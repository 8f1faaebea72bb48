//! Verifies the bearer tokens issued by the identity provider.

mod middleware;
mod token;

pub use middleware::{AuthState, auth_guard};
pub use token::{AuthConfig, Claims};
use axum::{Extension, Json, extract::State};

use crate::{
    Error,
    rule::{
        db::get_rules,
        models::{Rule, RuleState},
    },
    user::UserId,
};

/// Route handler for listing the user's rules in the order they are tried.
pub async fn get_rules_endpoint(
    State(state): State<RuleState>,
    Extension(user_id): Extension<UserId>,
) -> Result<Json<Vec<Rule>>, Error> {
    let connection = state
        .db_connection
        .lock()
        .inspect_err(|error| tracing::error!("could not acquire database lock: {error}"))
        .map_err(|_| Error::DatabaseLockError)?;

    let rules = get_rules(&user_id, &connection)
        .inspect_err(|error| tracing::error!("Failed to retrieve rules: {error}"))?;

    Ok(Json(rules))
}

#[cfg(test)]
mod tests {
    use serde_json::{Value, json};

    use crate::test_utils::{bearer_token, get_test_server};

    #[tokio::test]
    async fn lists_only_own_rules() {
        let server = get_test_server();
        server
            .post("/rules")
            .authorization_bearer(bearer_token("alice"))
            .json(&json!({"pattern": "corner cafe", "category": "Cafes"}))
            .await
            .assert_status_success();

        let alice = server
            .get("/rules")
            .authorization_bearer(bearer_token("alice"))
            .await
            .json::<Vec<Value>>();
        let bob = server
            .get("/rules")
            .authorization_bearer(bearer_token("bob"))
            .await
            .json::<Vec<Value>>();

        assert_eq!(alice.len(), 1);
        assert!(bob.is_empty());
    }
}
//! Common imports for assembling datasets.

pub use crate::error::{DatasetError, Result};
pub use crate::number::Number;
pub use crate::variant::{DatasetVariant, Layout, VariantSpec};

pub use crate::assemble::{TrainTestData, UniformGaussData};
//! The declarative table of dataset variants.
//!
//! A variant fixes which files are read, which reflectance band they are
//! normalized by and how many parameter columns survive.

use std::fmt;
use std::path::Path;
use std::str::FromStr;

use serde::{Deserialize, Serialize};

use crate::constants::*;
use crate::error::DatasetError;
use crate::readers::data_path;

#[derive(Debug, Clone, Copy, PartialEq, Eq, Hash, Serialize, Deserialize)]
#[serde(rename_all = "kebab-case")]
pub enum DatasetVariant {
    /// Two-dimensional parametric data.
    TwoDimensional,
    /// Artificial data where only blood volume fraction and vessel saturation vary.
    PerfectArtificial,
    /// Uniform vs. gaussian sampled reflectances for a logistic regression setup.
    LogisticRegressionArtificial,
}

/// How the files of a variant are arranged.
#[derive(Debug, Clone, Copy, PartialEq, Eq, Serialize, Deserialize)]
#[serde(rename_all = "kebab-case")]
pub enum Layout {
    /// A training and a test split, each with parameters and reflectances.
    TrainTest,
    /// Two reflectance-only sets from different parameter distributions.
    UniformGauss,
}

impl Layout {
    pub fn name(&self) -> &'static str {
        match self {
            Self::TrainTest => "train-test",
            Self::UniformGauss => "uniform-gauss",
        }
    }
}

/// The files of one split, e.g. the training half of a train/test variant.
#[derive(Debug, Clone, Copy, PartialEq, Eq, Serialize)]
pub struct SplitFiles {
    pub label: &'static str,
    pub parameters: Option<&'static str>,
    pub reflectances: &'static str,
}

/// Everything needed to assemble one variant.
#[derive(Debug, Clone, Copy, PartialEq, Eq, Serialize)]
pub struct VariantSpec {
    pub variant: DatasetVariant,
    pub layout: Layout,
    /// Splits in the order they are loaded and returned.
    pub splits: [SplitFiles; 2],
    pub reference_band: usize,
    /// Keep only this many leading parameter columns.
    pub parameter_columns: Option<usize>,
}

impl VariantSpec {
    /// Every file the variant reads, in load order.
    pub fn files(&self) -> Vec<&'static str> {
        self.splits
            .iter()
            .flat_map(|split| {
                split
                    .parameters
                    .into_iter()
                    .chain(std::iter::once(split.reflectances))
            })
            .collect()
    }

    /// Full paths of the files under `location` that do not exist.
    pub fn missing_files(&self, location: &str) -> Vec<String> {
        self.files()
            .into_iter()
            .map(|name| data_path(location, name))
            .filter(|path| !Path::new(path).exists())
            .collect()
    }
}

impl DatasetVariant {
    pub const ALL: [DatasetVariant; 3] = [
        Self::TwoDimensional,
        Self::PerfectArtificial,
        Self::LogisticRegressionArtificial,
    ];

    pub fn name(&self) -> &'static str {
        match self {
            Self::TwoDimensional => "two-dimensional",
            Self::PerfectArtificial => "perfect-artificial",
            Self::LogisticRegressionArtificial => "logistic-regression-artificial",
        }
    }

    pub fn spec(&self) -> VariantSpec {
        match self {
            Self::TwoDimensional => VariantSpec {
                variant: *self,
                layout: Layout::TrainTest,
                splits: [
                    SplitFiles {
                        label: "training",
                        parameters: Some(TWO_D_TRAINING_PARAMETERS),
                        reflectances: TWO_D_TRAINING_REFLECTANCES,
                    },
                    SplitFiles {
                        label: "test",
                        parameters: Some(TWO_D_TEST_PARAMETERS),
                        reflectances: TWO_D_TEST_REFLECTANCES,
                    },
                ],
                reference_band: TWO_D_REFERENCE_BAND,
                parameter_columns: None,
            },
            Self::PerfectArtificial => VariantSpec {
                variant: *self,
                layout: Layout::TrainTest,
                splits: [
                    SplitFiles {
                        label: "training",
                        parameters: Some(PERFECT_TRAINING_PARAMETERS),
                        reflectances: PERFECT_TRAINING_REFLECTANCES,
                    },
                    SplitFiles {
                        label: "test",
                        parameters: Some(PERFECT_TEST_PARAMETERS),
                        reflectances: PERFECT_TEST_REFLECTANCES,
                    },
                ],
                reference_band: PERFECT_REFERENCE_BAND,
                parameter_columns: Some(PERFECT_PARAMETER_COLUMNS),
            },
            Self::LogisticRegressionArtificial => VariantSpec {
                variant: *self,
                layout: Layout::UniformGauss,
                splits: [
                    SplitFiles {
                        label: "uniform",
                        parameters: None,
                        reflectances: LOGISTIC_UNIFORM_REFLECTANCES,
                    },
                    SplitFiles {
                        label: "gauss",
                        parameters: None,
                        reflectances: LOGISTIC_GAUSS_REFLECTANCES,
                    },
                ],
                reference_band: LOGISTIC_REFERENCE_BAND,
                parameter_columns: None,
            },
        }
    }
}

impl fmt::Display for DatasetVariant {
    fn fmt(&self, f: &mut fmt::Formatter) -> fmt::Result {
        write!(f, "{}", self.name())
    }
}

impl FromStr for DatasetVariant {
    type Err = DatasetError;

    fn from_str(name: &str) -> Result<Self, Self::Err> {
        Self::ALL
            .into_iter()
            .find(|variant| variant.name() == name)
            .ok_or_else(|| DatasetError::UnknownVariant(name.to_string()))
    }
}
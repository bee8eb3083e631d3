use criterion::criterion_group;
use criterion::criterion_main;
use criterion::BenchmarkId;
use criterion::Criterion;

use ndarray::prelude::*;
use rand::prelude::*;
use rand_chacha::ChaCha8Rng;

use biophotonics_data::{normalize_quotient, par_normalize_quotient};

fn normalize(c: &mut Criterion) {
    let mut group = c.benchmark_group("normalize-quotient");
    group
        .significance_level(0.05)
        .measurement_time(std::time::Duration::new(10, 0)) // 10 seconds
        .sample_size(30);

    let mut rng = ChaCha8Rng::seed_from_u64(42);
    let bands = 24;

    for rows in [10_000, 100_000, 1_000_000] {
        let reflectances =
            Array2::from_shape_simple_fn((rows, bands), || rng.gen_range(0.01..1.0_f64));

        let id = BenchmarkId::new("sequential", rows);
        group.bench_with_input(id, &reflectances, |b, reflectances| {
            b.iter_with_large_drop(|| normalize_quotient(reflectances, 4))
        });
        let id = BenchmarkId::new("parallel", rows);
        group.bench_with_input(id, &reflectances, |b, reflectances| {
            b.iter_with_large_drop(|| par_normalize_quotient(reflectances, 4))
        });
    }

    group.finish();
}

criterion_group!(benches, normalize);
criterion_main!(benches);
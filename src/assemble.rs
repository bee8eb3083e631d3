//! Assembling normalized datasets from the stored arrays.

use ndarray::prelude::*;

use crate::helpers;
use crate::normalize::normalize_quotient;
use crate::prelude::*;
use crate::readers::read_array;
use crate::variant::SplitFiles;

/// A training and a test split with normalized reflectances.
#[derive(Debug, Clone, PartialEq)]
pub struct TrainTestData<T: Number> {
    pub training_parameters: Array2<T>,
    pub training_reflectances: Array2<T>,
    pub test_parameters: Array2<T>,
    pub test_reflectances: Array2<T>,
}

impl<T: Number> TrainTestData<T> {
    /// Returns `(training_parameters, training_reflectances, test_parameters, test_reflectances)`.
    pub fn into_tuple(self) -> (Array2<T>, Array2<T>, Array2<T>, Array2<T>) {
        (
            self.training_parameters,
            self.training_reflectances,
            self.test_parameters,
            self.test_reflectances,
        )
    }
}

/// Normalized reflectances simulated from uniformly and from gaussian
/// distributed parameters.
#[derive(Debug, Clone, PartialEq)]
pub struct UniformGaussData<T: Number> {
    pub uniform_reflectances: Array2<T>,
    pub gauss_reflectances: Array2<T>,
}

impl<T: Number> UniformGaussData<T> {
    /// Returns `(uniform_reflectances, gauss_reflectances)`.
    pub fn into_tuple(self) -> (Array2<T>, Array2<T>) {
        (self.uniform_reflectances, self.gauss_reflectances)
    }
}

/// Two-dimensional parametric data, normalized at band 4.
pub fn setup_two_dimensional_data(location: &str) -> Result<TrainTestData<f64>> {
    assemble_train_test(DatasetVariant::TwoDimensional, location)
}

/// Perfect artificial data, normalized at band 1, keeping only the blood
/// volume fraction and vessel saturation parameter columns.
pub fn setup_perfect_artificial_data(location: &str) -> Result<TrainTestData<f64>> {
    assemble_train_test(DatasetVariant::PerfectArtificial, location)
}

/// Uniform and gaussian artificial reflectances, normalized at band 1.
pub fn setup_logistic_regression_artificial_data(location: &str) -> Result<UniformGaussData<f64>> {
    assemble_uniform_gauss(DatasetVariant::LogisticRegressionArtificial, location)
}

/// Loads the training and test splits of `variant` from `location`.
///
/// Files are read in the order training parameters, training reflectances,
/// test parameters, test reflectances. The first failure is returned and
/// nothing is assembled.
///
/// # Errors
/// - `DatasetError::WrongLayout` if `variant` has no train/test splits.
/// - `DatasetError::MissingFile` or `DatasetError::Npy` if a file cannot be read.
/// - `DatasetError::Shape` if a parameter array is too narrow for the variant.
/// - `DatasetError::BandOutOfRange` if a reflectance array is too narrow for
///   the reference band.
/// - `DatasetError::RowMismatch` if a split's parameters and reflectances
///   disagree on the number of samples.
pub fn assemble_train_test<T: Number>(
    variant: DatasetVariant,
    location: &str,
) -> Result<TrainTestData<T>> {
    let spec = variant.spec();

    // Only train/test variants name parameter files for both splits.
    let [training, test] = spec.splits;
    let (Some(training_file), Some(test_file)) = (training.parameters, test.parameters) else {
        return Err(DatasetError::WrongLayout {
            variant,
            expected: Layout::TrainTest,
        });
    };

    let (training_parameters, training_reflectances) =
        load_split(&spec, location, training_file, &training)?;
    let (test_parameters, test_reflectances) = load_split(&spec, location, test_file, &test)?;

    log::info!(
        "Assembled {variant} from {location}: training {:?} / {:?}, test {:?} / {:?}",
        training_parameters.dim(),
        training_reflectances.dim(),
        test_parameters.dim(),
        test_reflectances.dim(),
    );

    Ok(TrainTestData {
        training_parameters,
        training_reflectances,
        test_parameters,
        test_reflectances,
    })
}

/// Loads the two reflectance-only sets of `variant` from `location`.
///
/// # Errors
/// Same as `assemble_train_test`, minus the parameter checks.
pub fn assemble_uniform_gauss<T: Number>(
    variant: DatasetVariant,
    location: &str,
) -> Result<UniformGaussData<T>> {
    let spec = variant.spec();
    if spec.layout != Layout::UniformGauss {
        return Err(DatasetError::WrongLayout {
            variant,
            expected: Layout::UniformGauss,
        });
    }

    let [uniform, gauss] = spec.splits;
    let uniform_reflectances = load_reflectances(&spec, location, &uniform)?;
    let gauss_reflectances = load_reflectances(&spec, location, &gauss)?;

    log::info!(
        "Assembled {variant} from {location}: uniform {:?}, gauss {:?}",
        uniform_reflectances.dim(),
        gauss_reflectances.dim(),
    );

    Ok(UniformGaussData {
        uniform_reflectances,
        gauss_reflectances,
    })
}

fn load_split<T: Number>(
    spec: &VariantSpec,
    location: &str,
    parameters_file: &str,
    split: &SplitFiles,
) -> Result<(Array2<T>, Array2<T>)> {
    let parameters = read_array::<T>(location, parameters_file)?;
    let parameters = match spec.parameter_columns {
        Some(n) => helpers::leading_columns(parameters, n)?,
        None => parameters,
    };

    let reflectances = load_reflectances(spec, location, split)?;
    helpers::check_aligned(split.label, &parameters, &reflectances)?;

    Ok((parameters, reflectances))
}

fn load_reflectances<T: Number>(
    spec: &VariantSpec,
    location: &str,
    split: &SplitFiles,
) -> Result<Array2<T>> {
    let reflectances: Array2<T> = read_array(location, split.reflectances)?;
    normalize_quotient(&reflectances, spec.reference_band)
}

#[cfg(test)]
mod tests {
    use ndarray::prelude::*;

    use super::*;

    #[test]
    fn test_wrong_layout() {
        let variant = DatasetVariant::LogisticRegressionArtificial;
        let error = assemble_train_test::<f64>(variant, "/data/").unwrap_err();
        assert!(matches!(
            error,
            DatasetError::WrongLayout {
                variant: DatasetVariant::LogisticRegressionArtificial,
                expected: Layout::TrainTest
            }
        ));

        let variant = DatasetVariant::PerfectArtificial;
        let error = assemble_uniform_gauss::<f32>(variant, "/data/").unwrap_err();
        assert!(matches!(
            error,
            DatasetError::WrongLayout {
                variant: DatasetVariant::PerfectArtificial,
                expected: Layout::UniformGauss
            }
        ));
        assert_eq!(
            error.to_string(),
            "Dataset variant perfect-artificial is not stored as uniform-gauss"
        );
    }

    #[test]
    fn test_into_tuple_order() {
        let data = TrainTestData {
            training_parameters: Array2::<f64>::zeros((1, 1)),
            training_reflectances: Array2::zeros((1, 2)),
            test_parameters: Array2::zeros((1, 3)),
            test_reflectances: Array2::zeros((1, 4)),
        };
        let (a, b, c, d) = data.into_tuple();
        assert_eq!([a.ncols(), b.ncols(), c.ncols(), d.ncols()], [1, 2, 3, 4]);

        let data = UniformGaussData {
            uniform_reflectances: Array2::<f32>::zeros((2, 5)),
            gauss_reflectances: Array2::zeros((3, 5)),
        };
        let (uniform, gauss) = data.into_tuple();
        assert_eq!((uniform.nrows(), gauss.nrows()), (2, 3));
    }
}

==================================================

- [WORK ITEM]:
State the number of lines above that contain "RuleState". Write nothing besides it.

- [ANSWER SPACE]:
2